The answer is every line in the data below that contains the word "Credentials".

Supplied records ▸
◆ ◆ ◆ ◆ ◆ ◆ ◆

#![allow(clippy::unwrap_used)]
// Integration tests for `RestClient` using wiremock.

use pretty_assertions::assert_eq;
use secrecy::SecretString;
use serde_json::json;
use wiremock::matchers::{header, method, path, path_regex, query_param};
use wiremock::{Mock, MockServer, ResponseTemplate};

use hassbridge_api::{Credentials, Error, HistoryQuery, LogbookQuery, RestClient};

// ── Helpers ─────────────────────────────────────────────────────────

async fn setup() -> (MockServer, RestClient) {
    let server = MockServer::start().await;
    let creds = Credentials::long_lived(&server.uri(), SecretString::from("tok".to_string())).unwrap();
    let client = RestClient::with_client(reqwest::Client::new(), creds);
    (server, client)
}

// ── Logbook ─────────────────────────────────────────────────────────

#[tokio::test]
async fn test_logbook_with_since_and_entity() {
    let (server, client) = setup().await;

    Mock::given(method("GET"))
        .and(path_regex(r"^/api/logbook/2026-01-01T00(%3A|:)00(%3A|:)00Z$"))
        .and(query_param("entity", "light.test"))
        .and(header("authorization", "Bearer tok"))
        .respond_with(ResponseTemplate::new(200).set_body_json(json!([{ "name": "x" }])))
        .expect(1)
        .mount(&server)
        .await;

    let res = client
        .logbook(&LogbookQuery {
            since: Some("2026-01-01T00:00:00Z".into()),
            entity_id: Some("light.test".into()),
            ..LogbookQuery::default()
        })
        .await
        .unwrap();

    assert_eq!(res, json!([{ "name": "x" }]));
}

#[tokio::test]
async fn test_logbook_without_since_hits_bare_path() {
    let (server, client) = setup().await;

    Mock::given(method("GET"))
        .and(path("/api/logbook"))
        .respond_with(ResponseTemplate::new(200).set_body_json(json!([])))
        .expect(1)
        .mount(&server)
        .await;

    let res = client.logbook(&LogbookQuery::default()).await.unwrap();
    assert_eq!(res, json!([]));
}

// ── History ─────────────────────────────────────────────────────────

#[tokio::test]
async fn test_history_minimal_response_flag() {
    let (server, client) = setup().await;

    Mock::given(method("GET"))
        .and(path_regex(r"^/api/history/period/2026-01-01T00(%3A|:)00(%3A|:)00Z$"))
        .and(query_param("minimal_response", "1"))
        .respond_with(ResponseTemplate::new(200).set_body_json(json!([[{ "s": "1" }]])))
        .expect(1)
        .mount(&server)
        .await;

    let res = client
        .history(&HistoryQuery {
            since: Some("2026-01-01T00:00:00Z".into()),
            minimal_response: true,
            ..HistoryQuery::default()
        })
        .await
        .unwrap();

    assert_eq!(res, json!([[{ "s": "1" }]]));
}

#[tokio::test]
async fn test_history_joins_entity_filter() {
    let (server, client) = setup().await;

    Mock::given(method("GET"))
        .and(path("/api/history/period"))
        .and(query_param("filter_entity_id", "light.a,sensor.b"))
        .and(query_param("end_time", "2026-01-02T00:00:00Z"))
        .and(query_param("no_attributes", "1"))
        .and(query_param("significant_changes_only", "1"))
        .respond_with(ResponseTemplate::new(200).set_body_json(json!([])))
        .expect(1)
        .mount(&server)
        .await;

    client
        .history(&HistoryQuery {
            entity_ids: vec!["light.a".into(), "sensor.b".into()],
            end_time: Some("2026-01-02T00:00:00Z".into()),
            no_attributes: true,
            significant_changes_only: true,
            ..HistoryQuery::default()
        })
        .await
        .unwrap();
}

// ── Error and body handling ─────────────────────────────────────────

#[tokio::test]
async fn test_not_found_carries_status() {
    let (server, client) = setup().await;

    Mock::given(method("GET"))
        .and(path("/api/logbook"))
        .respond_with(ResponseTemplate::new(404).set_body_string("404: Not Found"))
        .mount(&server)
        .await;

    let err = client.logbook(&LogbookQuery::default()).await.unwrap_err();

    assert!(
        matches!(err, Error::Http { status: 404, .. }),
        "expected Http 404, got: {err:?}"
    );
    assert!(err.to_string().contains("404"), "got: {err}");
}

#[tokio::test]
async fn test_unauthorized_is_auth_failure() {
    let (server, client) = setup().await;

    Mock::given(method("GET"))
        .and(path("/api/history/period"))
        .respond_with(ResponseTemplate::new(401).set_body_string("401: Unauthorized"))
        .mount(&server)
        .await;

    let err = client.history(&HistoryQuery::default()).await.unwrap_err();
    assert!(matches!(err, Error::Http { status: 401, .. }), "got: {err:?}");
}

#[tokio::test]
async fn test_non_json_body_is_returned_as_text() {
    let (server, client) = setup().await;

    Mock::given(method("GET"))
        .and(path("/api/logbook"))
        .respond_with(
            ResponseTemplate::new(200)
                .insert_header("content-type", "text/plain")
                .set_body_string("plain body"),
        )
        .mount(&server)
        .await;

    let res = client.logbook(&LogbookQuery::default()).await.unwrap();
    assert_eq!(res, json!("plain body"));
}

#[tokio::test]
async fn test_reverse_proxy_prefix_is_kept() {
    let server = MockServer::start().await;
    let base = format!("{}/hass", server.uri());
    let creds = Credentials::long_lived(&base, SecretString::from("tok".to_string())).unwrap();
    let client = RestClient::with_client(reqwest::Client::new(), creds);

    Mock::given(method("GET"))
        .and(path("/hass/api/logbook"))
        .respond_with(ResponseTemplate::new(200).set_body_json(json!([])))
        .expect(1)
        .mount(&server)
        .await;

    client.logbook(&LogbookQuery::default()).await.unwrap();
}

◆ ◆ ◆ ◆ ◆ ◆ ◆

Response to this exercise ▸
use hassbridge_api::{Credentials, Error, HistoryQuery, LogbookQuery, RestClient};
    let creds = Credentials::long_lived(&server.uri(), SecretString::from("tok".to_string())).unwrap();
    let creds = Credentials::long_lived(&base, SecretString::from("tok".to_string())).unwrap();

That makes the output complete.